The attempt to recreate light and the appearance of reality from pigment is one challenge. Translating the adventures I've experienced and information I've processed into a visual language is quite another. My family and other people, books, movies, music and the environment are all fodder for my creativity. I read and look and absorb in an effort to soak up as much visual information as possible.

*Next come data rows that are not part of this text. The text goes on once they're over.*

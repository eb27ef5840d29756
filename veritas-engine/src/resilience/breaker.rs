//! Circuit breaker for one upstream dependency.
//!
//! Closed: calls flow; consecutive failures are counted.
//! Open: calls fail fast with `UpstreamError::BreakerOpen` and the guarded
//! operation is never invoked until `open_timeout` has passed since the last
//! failure.
//! HalfOpen: exactly one probe may be in flight. `success_threshold`
//! consecutive probe successes close the circuit; any failure reopens it.

use crate::telemetry::metrics;
use serde::Serialize;
use std::future::Future;
use std::sync::{Mutex, MutexGuard};
use tokio::time::Instant;
use tracing::{debug, info, warn};
use veritas_core::{BreakerConfig, CircuitState, UpstreamError, UpstreamResult};

#[derive(Debug)]
struct BreakerState {
    state: CircuitState,
    failure_count: u32,
    half_open_successes: u32,
    last_failure_at: Option<Instant>,
    probe_in_flight: bool,
}

/// Point-in-time view of a breaker, for health reporting.
#[derive(Debug, Clone, PartialEq, Eq, Serialize)]
pub struct BreakerSnapshot {
    pub service: String,
    pub state: CircuitState,
    pub failure_count: u32,
    pub half_open_successes: u32,
}

/// Circuit breaker guarding one upstream.
pub struct CircuitBreaker {
    service: &'static str,
    config: BreakerConfig,
    inner: Mutex<BreakerState>,
}

impl CircuitBreaker {
    pub fn new(service: &'static str, config: BreakerConfig) -> Self {
        Self {
            service,
            config,
            inner: Mutex::new(BreakerState {
                state: CircuitState::Closed,
                failure_count: 0,
                half_open_successes: 0,
                last_failure_at: None,
                probe_in_flight: false,
            }),
        }
    }

    pub fn service(&self) -> &'static str {
        self.service
    }

    fn lock(&self) -> MutexGuard<'_, BreakerState> {
        // State transitions never panic mid-update, so a poisoned guard
        // still holds a consistent state.
        self.inner.lock().unwrap_or_else(|e| e.into_inner())
    }

    pub fn state(&self) -> CircuitState {
        self.lock().state
    }

    pub fn snapshot(&self) -> BreakerSnapshot {
        let inner = self.lock();
        BreakerSnapshot {
            service: self.service.to_string(),
            state: inner.state,
            failure_count: inner.failure_count,
            half_open_successes: inner.half_open_successes,
        }
    }

    /// Run `op` through the breaker.
    ///
    /// Returns `UpstreamError::BreakerOpen` without calling `op` when the
    /// circuit is open (or a half-open probe is already in flight).
    pub async fn execute<F, Fut, T>(&self, op: F) -> UpstreamResult<T>
    where
        F: FnOnce() -> Fut,
        Fut: Future<Output = UpstreamResult<T>>,
    {
        let probe = self.admit()?;
        let mut guard = ProbeGuard {
            breaker: self,
            probe,
            settled: false,
        };

        let result = op().await;
        match &result {
            Ok(_) => self.on_success(),
            Err(e) if e.counts_against_breaker() => self.on_failure(e),
            Err(_) => self.release_probe(probe),
        }
        guard.settled = true;
        result
    }

    /// Decide whether a call may proceed. Returns whether it is the
    /// half-open probe.
    fn admit(&self) -> UpstreamResult<bool> {
        let mut inner = self.lock();
        let admitted = match inner.state {
            CircuitState::Closed => Some(false),
            CircuitState::Open => {
                let elapsed = inner
                    .last_failure_at
                    .map(|at| at.elapsed() >= self.config.open_timeout)
                    .unwrap_or(true);
                if elapsed {
                    inner.state = CircuitState::HalfOpen;
                    inner.half_open_successes = 0;
                    inner.probe_in_flight = true;
                    info!(service = self.service, "Circuit half-open, allowing probe");
                    self.publish_state(CircuitState::HalfOpen);
                    Some(true)
                } else {
                    None
                }
            }
            CircuitState::HalfOpen if !inner.probe_in_flight => {
                inner.probe_in_flight = true;
                Some(true)
            }
            CircuitState::HalfOpen => None,
        };

        admitted.ok_or_else(|| self.rejection())
    }

    /// Fail fast when a call made now would be refused, without changing
    /// state. An elapsed open timeout passes so `execute` can take the probe.
    pub fn check_admission(&self) -> UpstreamResult<()> {
        let inner = self.lock();
        let refused = match inner.state {
            CircuitState::Closed => false,
            CircuitState::Open => inner
                .last_failure_at
                .map(|at| at.elapsed() < self.config.open_timeout)
                .unwrap_or(false),
            CircuitState::HalfOpen => inner.probe_in_flight,
        };
        drop(inner);
        if refused {
            return Err(self.rejection());
        }
        Ok(())
    }

    fn rejection(&self) -> UpstreamError {
        debug!(service = self.service, "Circuit open, failing fast");
        if let Some(m) = metrics() {
            m.record_breaker_rejection(self.service);
        }
        UpstreamError::BreakerOpen {
            service: self.service.to_string(),
        }
    }

    fn on_success(&self) {
        let mut inner = self.lock();
        match inner.state {
            CircuitState::Closed => inner.failure_count = 0,
            CircuitState::HalfOpen => {
                inner.probe_in_flight = false;
                inner.half_open_successes += 1;
                if inner.half_open_successes >= self.config.success_threshold {
                    inner.state = CircuitState::Closed;
                    inner.failure_count = 0;
                    inner.half_open_successes = 0;
                    inner.last_failure_at = None;
                    info!(service = self.service, "Circuit closed");
                    self.publish_state(CircuitState::Closed);
                }
            }
            // A call admitted while Closed may finish after another call
            // opened the circuit; its success does not close it.
            CircuitState::Open => {}
        }
    }

    fn on_failure(&self, error: &UpstreamError) {
        let mut inner = self.lock();
        inner.last_failure_at = Some(Instant::now());
        match inner.state {
            CircuitState::Closed => {
                inner.failure_count += 1;
                if inner.failure_count >= self.config.failure_threshold {
                    inner.state = CircuitState::Open;
                    warn!(
                        service = self.service,
                        failures = inner.failure_count,
                        error = %error,
                        "Circuit opened"
                    );
                    self.publish_state(CircuitState::Open);
                }
            }
            CircuitState::HalfOpen => {
                inner.state = CircuitState::Open;
                inner.half_open_successes = 0;
                inner.probe_in_flight = false;
                inner.failure_count += 1;
                warn!(service = self.service, error = %error, "Probe failed, circuit reopened");
                self.publish_state(CircuitState::Open);
            }
            CircuitState::Open => inner.failure_count += 1,
        }
    }

    fn release_probe(&self, probe: bool) {
        if probe {
            self.lock().probe_in_flight = false;
        }
    }

    fn publish_state(&self, state: CircuitState) {
        if let Some(m) = metrics() {
            let value = match state {
                CircuitState::Closed => 0,
                CircuitState::HalfOpen => 1,
                CircuitState::Open => 2,
            };
            m.set_breaker_state(self.service, value);
        }
    }

    /// Force the breaker back to Closed with all counters cleared.
    pub fn reset(&self) {
        let mut inner = self.lock();
        inner.state = CircuitState::Closed;
        inner.failure_count = 0;
        inner.half_open_successes = 0;
        inner.last_failure_at = None;
        inner.probe_in_flight = false;
        self.publish_state(CircuitState::Closed);
    }
}

/// Frees the half-open probe slot if the probing future is dropped before
/// it settles.
struct ProbeGuard<'a> {
    breaker: &'a CircuitBreaker,
    probe: bool,
    settled: bool,
}

impl Drop for ProbeGuard<'_> {
    fn drop(&mut self) {
        if !self.settled {
            self.breaker.release_probe(self.probe);
        }
    }
}

impl std::fmt::Debug for CircuitBreaker {
    fn fmt(&self, f: &mut std::fmt::Formatter<'_>) -> std::fmt::Result {
        let inner = self.lock();
        f.debug_struct("CircuitBreaker")
            .field("service", &self.service)
            .field("state", &inner.state)
            .field("failure_count", &inner.failure_count)
            .field("half_open_successes", &inner.half_open_successes)
            .finish()
    }
}

// ============================================================================
// UNIT TESTS
// ============================================================================

#[cfg(test)]
mod tests {
    use super::*;
    use std::sync::atomic::{AtomicU32, Ordering};
    use std::time::Duration;

    fn config() -> BreakerConfig {
        BreakerConfig {
            failure_threshold: 3,
            success_threshold: 2,
            open_timeout: Duration::from_secs(30),
        }
    }

    fn boom() -> UpstreamError {
        UpstreamError::Timeout {
            service: "test".to_string(),
        }
    }

    async fn fail(breaker: &CircuitBreaker, calls: &AtomicU32) -> UpstreamResult<()> {
        breaker
            .execute(|| async {
                calls.fetch_add(1, Ordering::SeqCst);
                Err(boom())
            })
            .await
    }

    async fn succeed(breaker: &CircuitBreaker, calls: &AtomicU32) -> UpstreamResult<()> {
        breaker
            .execute(|| async {
                calls.fetch_add(1, Ordering::SeqCst);
                Ok(())
            })
            .await
    }

    async fn open(breaker: &CircuitBreaker, calls: &AtomicU32) {
        for _ in 0..3 {
            let _ = fail(breaker, calls).await;
        }
        assert_eq!(breaker.state(), CircuitState::Open);
    }

    #[tokio::test(start_paused = true)]
    async fn test_opens_after_threshold_and_fails_fast() {
        let breaker = CircuitBreaker::new("test", config());
        let calls = AtomicU32::new(0);
        open(&breaker, &calls).await;
        assert_eq!(calls.load(Ordering::SeqCst), 3);

        let err = succeed(&breaker, &calls).await.unwrap_err();
        assert!(matches!(err, UpstreamError::BreakerOpen { .. }));
        assert_eq!(calls.load(Ordering::SeqCst), 3, "op must not run while open");

        tokio::time::advance(Duration::from_secs(29)).await;
        assert!(succeed(&breaker, &calls).await.is_err());
        assert_eq!(calls.load(Ordering::SeqCst), 3);
    }

    #[tokio::test(start_paused = true)]
    async fn test_success_in_closed_resets_failures() {
        let breaker = CircuitBreaker::new("test", config());
        let calls = AtomicU32::new(0);
        let _ = fail(&breaker, &calls).await;
        let _ = fail(&breaker, &calls).await;
        succeed(&breaker, &calls).await.unwrap();
        assert_eq!(breaker.snapshot().failure_count, 0);
        let _ = fail(&breaker, &calls).await;
        let _ = fail(&breaker, &calls).await;
        assert_eq!(breaker.state(), CircuitState::Closed);
    }

    #[tokio::test(start_paused = true)]
    async fn test_half_open_closes_after_required_successes() {
        let breaker = CircuitBreaker::new("test", config());
        let calls = AtomicU32::new(0);
        open(&breaker, &calls).await;

        tokio::time::advance(Duration::from_secs(30)).await;
        succeed(&breaker, &calls).await.unwrap();
        assert_eq!(breaker.state(), CircuitState::HalfOpen);
        succeed(&breaker, &calls).await.unwrap();
        assert_eq!(breaker.state(), CircuitState::Closed);

        let snapshot = breaker.snapshot();
        assert_eq!(snapshot.failure_count, 0);
        assert_eq!(snapshot.half_open_successes, 0);
    }

    #[tokio::test(start_paused = true)]
    async fn test_half_open_failure_reopens() {
        let breaker = CircuitBreaker::new("test", config());
        let calls = AtomicU32::new(0);
        open(&breaker, &calls).await;

        tokio::time::advance(Duration::from_secs(31)).await;
        succeed(&breaker, &calls).await.unwrap();
        let _ = fail(&breaker, &calls).await;
        assert_eq!(breaker.state(), CircuitState::Open);
        assert_eq!(breaker.snapshot().half_open_successes, 0);

        // Failure time was refreshed: still open shortly after.
        tokio::time::advance(Duration::from_secs(10)).await;
        let before = calls.load(Ordering::SeqCst);
        assert!(succeed(&breaker, &calls).await.is_err());
        assert_eq!(calls.load(Ordering::SeqCst), before);
    }

    #[tokio::test(start_paused = true)]
    async fn test_half_open_admits_exactly_one_probe() {
        let breaker = CircuitBreaker::new("test", config());
        let calls = AtomicU32::new(0);
        open(&breaker, &calls).await;
        tokio::time::advance(Duration::from_secs(30)).await;

        let (probe_started_tx, probe_started_rx) = tokio::sync::oneshot::channel::<()>();
        let (release_tx, release_rx) = tokio::sync::oneshot::channel::<()>();

        let probe = breaker.execute(move || async move {
            let _ = probe_started_tx.send(());
            let _ = release_rx.await;
            Ok::<_, UpstreamError>(())
        });
        let second = async {
            let _ = probe_started_rx.await;
            let result = succeed(&breaker, &calls).await;
            let _ = release_tx.send(());
            result
        };

        let (probe_result, second_result) = tokio::join!(probe, second);
        assert!(probe_result.is_ok());
        assert!(matches!(second_result, Err(UpstreamError::BreakerOpen { .. })));
    }

    #[tokio::test(start_paused = true)]
    async fn test_non_health_errors_do_not_count() {
        let breaker = CircuitBreaker::new("test", config());
        for _ in 0..10 {
            let _ = breaker
                .execute(|| async {
                    Err::<(), _>(UpstreamError::GateSaturated {
                        service: "test".to_string(),
                        class: veritas_core::PriorityClass::FactCheck,
                        depth: 1,
                    })
                })
                .await;
        }
        assert_eq!(breaker.state(), CircuitState::Closed);
        assert_eq!(breaker.snapshot().failure_count, 0);
    }

    #[tokio::test(start_paused = true)]
    async fn test_breakers_are_independent() {
        let generation = CircuitBreaker::new("generation", config());
        let answer = CircuitBreaker::new("web_answer", config());
        let calls = AtomicU32::new(0);
        open(&generation, &calls).await;
        assert_eq!(answer.state(), CircuitState::Closed);
        assert!(succeed(&answer, &calls).await.is_ok());
    }
}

I inherited my grandmother's photos, some as old as 100 years and was inspired to create a visual diary of my family history and genetics. I recreate these photos with paint and overlay pattern in an attempt to bridge the unpredictability of nature with a sense of humanity. It is the human condition to impose order and meaning to the chaos of life and nature. Pattern and repetition calm the mind and create a sense that everything is alright in the world. At the same time, danger seems to lurk in the shadows. Repulsive creatures; snakes, spiders and insects creep unseen and unexpected. Natural yet otherworldly, they threaten our sense of safety, instilling doubt and dread, but like our own beastly nature, we can never be rid of them. A dangerous beauty arises and the uncertainty of reality is realized.
In 2015, I took a hiatus from making art. I began to meditate to discover my inner vision. After several years of exploration, I burst forth with a new fount of creativity. My view of the world had changed, and I embraced the non conceptual nature of reality.
My new works reflect the beauty of texture, color, light and spontaneity of the painting process. Each piece emits a different energy.